Aunt MayLynne hadn’t come to the dinner table that first night when we ate our catch of bluegills. Uncle Jim had cleaned them on the dock, running a scaler across each side, then slicing off the head with one quick motion of his big knife. Then he took off the fins, which, he said, could inflict a powerful cut, if you weren’t careful. Finally, he slit the belly, and took out the innards, saving the little golden sacks of egg when he found them. He tossed the fish heads and fins and guts as far as he could into the lake, to feed the bullheads, he said, and then washed down the dock with buckets of water until it was clean.
“You ever eat a fish fried sweet as that one?” Uncle Jim had asked.
I told him I hadn’t, as the only kind of fish mother ever served came from the freezer.
“Fish sticks?” Uncle Jim laughed and shook his head. “Ain’t that just like a city lady.”
Uncle Jim made up a plate with some fried fish, some plant shoots, and some rice, and he took it to Aunt MayLynne’s room. She didn’t come out that night, nor the next, nor the one after.
It was well into the next week when Uncle Jim told me that Aunt MayLynne was ready to meet me now, and that I could go to her room.
“Sometimes she don’t get up for a fortnight,” he explained. “It’s the spells. But she’ll get over ‘em. Always has. But for now, she just wants to get a look at you.”
I followed Uncle Jim through the living room toward Aunt MayLynne’s room. My feet were dragging. Over the past week, I’d had plenty of time to wonder what Aunt MayLynne looked like. A lot of scary pictures came into my mind, but they were nothing compared to what I found once we stepped through the door.
The first thing that hit me was the heat. It was miserable and sticky, like one of those late August afternoons after a thunderstorm, when the sun cooks up the rain and you feel like you’ve just been dunked in a steaming hot bathtub.

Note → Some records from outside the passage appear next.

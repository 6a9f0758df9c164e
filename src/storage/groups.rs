//! Group repository for JSON storage
//!
//! Manages loading and saving groups to groups.json

use std::collections::HashMap;
use std::path::PathBuf;
use std::sync::RwLock;

use crate::error::LedgerError;
use crate::models::{Group, GroupId, MemberId};

use super::file_io::DataFile;

/// Serializable group data structure
#[derive(Debug, Clone, Default, serde::Serialize, serde::Deserialize)]
struct GroupData {
    groups: Vec<Group>,
}

/// Repository for group persistence
pub struct GroupRepository {
    file: DataFile,
    data: RwLock<HashMap<GroupId, Group>>,
}

impl GroupRepository {
    /// Create a new group repository
    pub fn new(path: PathBuf) -> Self {
        Self {
            file: DataFile::new(path),
            data: RwLock::new(HashMap::new()),
        }
    }

    /// Load groups from disk
    pub fn load(&self) -> Result<(), LedgerError> {
        let file_data: GroupData = self.file.load()?;

        let mut data = self
            .data
            .write()
            .map_err(|e| LedgerError::Storage(format!("Failed to acquire write lock: {}", e)))?;

        data.clear();
        for group in file_data.groups {
            data.insert(group.id.clone(), group);
        }

        Ok(())
    }

    /// Save groups to disk
    pub fn save(&self) -> Result<(), LedgerError> {
        let groups = self.get_all()?;
        self.file.store(&GroupData { groups })
    }

    /// Get a group by ID
    pub fn get(&self, id: &GroupId) -> Result<Option<Group>, LedgerError> {
        let data = self
            .data
            .read()
            .map_err(|e| LedgerError::Storage(format!("Failed to acquire read lock: {}", e)))?;

        Ok(data.get(id).cloned())
    }

    /// Get all groups, newest first
    pub fn get_all(&self) -> Result<Vec<Group>, LedgerError> {
        let data = self
            .data
            .read()
            .map_err(|e| LedgerError::Storage(format!("Failed to acquire read lock: {}", e)))?;

        let mut groups: Vec<_> = data.values().cloned().collect();
        groups.sort_by(|a, b| {
            b.created_at
                .cmp(&a.created_at)
                .then_with(|| a.name.cmp(&b.name))
        });
        Ok(groups)
    }

    /// Groups that a member belongs to, newest first
    pub fn get_for_member(&self, member_id: &MemberId) -> Result<Vec<Group>, LedgerError> {
        Ok(self
            .get_all()?
            .into_iter()
            .filter(|g| g.has_member(member_id))
            .collect())
    }

    /// Get a group by name (case-insensitive)
    pub fn get_by_name(&self, name: &str) -> Result<Option<Group>, LedgerError> {
        let needle = name.trim().to_lowercase();
        let data = self
            .data
            .read()
            .map_err(|e| LedgerError::Storage(format!("Failed to acquire read lock: {}", e)))?;

        Ok(data
            .values()
            .find(|g| g.name.to_lowercase() == needle)
            .cloned())
    }

    /// Check if a group name is taken, optionally ignoring one group
    pub fn name_exists(&self, name: &str, exclude: Option<&GroupId>) -> Result<bool, LedgerError> {
        Ok(self
            .get_by_name(name)?
            .is_some_and(|g| Some(&g.id) != exclude))
    }

    /// Insert or update a group
    pub fn upsert(&self, group: Group) -> Result<(), LedgerError> {
        let mut data = self
            .data
            .write()
            .map_err(|e| LedgerError::Storage(format!("Failed to acquire write lock: {}", e)))?;

        data.insert(group.id.clone(), group);
        Ok(())
    }

    /// Delete a group
    pub fn delete(&self, id: &GroupId) -> Result<bool, LedgerError> {
        let mut data = self
            .data
            .write()
            .map_err(|e| LedgerError::Storage(format!("Failed to acquire write lock: {}", e)))?;

        Ok(data.remove(id).is_some())
    }
}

Then what I saw took my mind off the heat. Lying there, under a blanket of all things, was the biggest woman I’d ever seen. She was huge. Her body took up mostly all of the big bed. Her arms lay at her sides, big and white at the top, like sausages, but then almost skinny past the elbow. Even her face was big. So was her hair, which flowed over the pillow and down the side of the bed. It was black and white and wavy and thick. It was the scariest part about her, though I didn’t know why.

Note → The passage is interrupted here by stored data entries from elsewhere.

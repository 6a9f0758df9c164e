//! Expense repository for JSON storage
//!
//! Manages loading and saving expenses to expenses.json

use std::collections::HashMap;
use std::path::PathBuf;
use std::sync::RwLock;

use crate::error::LedgerError;
use crate::models::{Expense, ExpenseId, GroupId};

use super::file_io::DataFile;

/// Serializable expense data structure
#[derive(Debug, Clone, Default, serde::Serialize, serde::Deserialize)]
struct ExpenseData {
    expenses: Vec<Expense>,
}

/// Repository for expense persistence
pub struct ExpenseRepository {
    file: DataFile,
    data: RwLock<HashMap<ExpenseId, Expense>>,
}

impl ExpenseRepository {
    /// Create a new expense repository
    pub fn new(path: PathBuf) -> Self {
        Self {
            file: DataFile::new(path),
            data: RwLock::new(HashMap::new()),
        }
    }

    /// Load expenses from disk
    pub fn load(&self) -> Result<(), LedgerError> {
        let file_data: ExpenseData = self.file.load()?;

        let mut data = self
            .data
            .write()
            .map_err(|e| LedgerError::Storage(format!("Failed to acquire write lock: {}", e)))?;

        data.clear();
        for expense in file_data.expenses {
            data.insert(expense.id.clone(), expense);
        }

        Ok(())
    }

    /// Save expenses to disk
    pub fn save(&self) -> Result<(), LedgerError> {
        let expenses = self.get_all()?;
        self.file.store(&ExpenseData { expenses })
    }

    /// Get an expense by ID
    pub fn get(&self, id: &ExpenseId) -> Result<Option<Expense>, LedgerError> {
        let data = self
            .data
            .read()
            .map_err(|e| LedgerError::Storage(format!("Failed to acquire read lock: {}", e)))?;

        Ok(data.get(id).cloned())
    }

    /// Get all expenses, oldest first
    pub fn get_all(&self) -> Result<Vec<Expense>, LedgerError> {
        let data = self
            .data
            .read()
            .map_err(|e| LedgerError::Storage(format!("Failed to acquire read lock: {}", e)))?;

        let mut expenses: Vec<_> = data.values().cloned().collect();
        expenses.sort_by(|a, b| a.created_at.cmp(&b.created_at).then_with(|| a.id.cmp(&b.id)));
        Ok(expenses)
    }

    /// Get the expenses of one group, oldest first
    pub fn get_by_group(&self, group_id: &GroupId) -> Result<Vec<Expense>, LedgerError> {
        Ok(self
            .get_all()?
            .into_iter()
            .filter(|e| &e.group_id == group_id)
            .collect())
    }

    /// Find expenses whose id matches a full id or a short prefix
    pub fn find(&self, reference: &str) -> Result<Vec<Expense>, LedgerError> {
        Ok(self
            .get_all()?
            .into_iter()
            .filter(|e| e.id.as_str() == reference || e.id.matches(reference))
            .collect())
    }

    /// Insert or update an expense
    pub fn upsert(&self, expense: Expense) -> Result<(), LedgerError> {
        let mut data = self
            .data
            .write()
            .map_err(|e| LedgerError::Storage(format!("Failed to acquire write lock: {}", e)))?;

        data.insert(expense.id.clone(), expense);
        Ok(())
    }

    /// Delete an expense
    pub fn delete(&self, id: &ExpenseId) -> Result<bool, LedgerError> {
        let mut data = self
            .data
            .write()
            .map_err(|e| LedgerError::Storage(format!("Failed to acquire write lock: {}", e)))?;

        Ok(data.remove(id).is_some())
    }

    /// Delete every expense of a group, returning how many were removed
    pub fn delete_by_group(&self, group_id: &GroupId) -> Result<usize, LedgerError> {
        let mut data = self
            .data
            .write()
            .map_err(|e| LedgerError::Storage(format!("Failed to acquire write lock: {}", e)))?;

        let before = data.len();
        data.retain(|_, e| &e.group_id != group_id);
        Ok(before - data.len())
    }
}

#[cfg(test)]
mod tests {
    use super::*;
    use crate::models::{MemberId, Money};
    use tempfile::TempDir;

    fn create_test_repo() -> (TempDir, ExpenseRepository) {
        let temp_dir = TempDir::new().unwrap();
        let path = temp_dir.path().join("expenses.json");
        let repo = ExpenseRepository::new(path);
        (temp_dir, repo)
    }

    fn expense(group: &GroupId, description: &str) -> Expense {
        Expense::equal(
            group.clone(),
            description,
            Money::from_cents(1_000),
            "a",
            vec![MemberId::from("a"), MemberId::from("b")],
        )
    }

    #[test]
    fn test_upsert_save_reload() {
        let (_temp_dir, repo) = create_test_repo();
        let e = expense(&GroupId::from("g"), "Dinner");
        repo.upsert(e.clone()).unwrap();
        repo.save().unwrap();

        repo.load().unwrap();
        assert_eq!(repo.get(&e.id).unwrap(), Some(e));
    }

    #[test]
    fn test_group_filter_and_delete_by_group() {
        let (_temp_dir, repo) = create_test_repo();
        let g1 = GroupId::from("g1");
        let g2 = GroupId::from("g2");
        repo.upsert(expense(&g1, "One")).unwrap();
        repo.upsert(expense(&g1, "Two")).unwrap();
        repo.upsert(expense(&g2, "Three")).unwrap();

        assert_eq!(repo.get_by_group(&g1).unwrap().len(), 2);
        assert_eq!(repo.delete_by_group(&g1).unwrap(), 2);
        assert!(repo.get_by_group(&g1).unwrap().is_empty());
        assert_eq!(repo.get_all().unwrap().len(), 1);
    }

    #[test]
    fn test_find_by_prefix() {
        let (_temp_dir, repo) = create_test_repo();
        let e = expense(&GroupId::from("g"), "Taxi");
        repo.upsert(e.clone()).unwrap();

        let prefix = &e.id.as_str()[..8];
        assert_eq!(repo.find(prefix).unwrap(), vec![e.clone()]);
        assert_eq!(repo.find(&e.id.short()).unwrap(), vec![e]);
    }
}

“Come over here!” She twisted her neck for me to go to the side of the bed.
I did what she said.
“You’ll be a big boy. Bigger than your dad.”

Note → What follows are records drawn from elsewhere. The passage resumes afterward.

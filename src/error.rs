//! Custom error types for splitledger
//!
//! This module defines the error hierarchy for the application using thiserror
//! for ergonomic error definitions. The reconciliation engine itself never
//! returns errors; these cover validation, storage and export.

use thiserror::Error;

/// The main error type for splitledger operations
#[derive(Error, Debug)]
pub enum LedgerError {
    /// Configuration-related errors
    #[error("Configuration error: {0}")]
    Config(String),

    /// File I/O errors
    #[error("I/O error: {0}")]
    Io(String),

    /// JSON serialization/deserialization errors
    #[error("JSON error: {0}")]
    Json(String),

    /// YAML serialization errors
    #[error("YAML error: {0}")]
    Yaml(String),

    /// CSV writer errors
    #[error("CSV error: {0}")]
    Csv(String),

    /// Validation errors for data models
    #[error("Validation error: {0}")]
    Validation(String),

    /// Entity not found errors
    #[error("{entity_type} not found: {identifier}")]
    NotFound {
        entity_type: &'static str,
        identifier: String,
    },

    /// Duplicate entity errors
    #[error("{entity_type} already exists: {identifier}")]
    Duplicate {
        entity_type: &'static str,
        identifier: String,
    },

    /// Group membership rule violations
    #[error("Membership error: {0}")]
    Membership(String),

    /// Storage errors
    #[error("Storage error: {0}")]
    Storage(String),

    /// Export errors
    #[error("Export error: {0}")]
    Export(String),
}

impl LedgerError {
    /// Create a "not found" error for members
    pub fn member_not_found(identifier: impl Into<String>) -> Self {
        Self::NotFound {
            entity_type: "Member",
            identifier: identifier.into(),
        }
    }

    /// Create a "not found" error for groups
    pub fn group_not_found(identifier: impl Into<String>) -> Self {
        Self::NotFound {
            entity_type: "Group",
            identifier: identifier.into(),
        }
    }

    /// Create a "not found" error for expenses
    pub fn expense_not_found(identifier: impl Into<String>) -> Self {
        Self::NotFound {
            entity_type: "Expense",
            identifier: identifier.into(),
        }
    }

    /// Create a "not found" error for payments
    pub fn payment_not_found(identifier: impl Into<String>) -> Self {
        Self::NotFound {
            entity_type: "Payment",
            identifier: identifier.into(),
        }
    }

    /// Check if this is a "not found" error
    pub fn is_not_found(&self) -> bool {
        matches!(self, Self::NotFound { .. })
    }

    /// Check if this is a validation error
    pub fn is_validation(&self) -> bool {
        matches!(self, Self::Validation(_))
    }
}

impl From<std::io::Error> for LedgerError {
    fn from(err: std::io::Error) -> Self {
        Self::Io(err.to_string())
    }
}

impl From<serde_json::Error> for LedgerError {
    fn from(err: serde_json::Error) -> Self {
        Self::Json(err.to_string())
    }
}

impl From<serde_yaml::Error> for LedgerError {
    fn from(err: serde_yaml::Error) -> Self {
        Self::Yaml(err.to_string())
    }
}

impl From<csv::Error> for LedgerError {
    fn from(err: csv::Error) -> Self {
        Self::Csv(err.to_string())
    }
}

/// Result type alias for splitledger operations
pub type LedgerResult<T> = Result<T, LedgerError>;

#[cfg(test)]
mod tests {
    use super::*;

    #[test]
    fn test_error_display() {
        let err = LedgerError::Config("test error".into());
        assert_eq!(err.to_string(), "Configuration error: test error");
    }

    #[test]
    fn test_not_found_error() {
        let err = LedgerError::group_not_found("Trip to Goa");
        assert_eq!(err.to_string(), "Group not found: Trip to Goa");
        assert!(err.is_not_found());
        assert!(!err.is_validation());
    }

    #[test]
    fn test_duplicate_error() {
        let err = LedgerError::Duplicate {
            entity_type: "Group",
            identifier: "Flatmates".into(),
        };
        assert_eq!(err.to_string(), "Group already exists: Flatmates");
    }

    #[test]
    fn test_from_io_error() {
        let io_err = std::io::Error::new(std::io::ErrorKind::NotFound, "file not found");
        let err: LedgerError = io_err.into();
        assert!(matches!(err, LedgerError::Io(_)));
    }
}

“Yes, ma’am.” I nodded. I just hoped I wouldn’t be as big as Aunt MayLynne.
On the table beside her bed was a machine that was blowing out white puffs of steam. That must have been what caused the awful mugginess.
“Jim tells me you’re quite the fisherman already.”
I wasn’t really listening to what she said. I was looking at the wall. There was a big old television, which was covered with a tablecloth, but you could see a little bit of the screen near the bottom. On top of it was a golden box with a circle of glass in the center and something underneath it. Stuck on behind the box was another piece of gold metal, shaped like the sun. On either side of this thing were small bowls of fruit—tiny green apples and peaches—and walnuts. There were a bunch of candles, too, and they were lit. Above, on the wall, was a framed picture of President Kennedy.
“What’s the matter, boy,” Aunt MayLynne asked. “Ain’t you never seen a reliquary?”
I told her I hadn’t, or if I had, I didn’t remember.
“Haven’t your parents ever taken you to church?”
I told her again I hadn’t, or didn’t remember it.
“Well, you were baptized at least!”
I couldn’t remember anything about that, either.
“Jim, you’ve gotta find out if this boy’s been baptized! Good Lord, he’s nearly six years old!”
“I’ll call Julianne tomorrow when I’m up to Cabot’s. I’m sure Win would’ve seen to it.”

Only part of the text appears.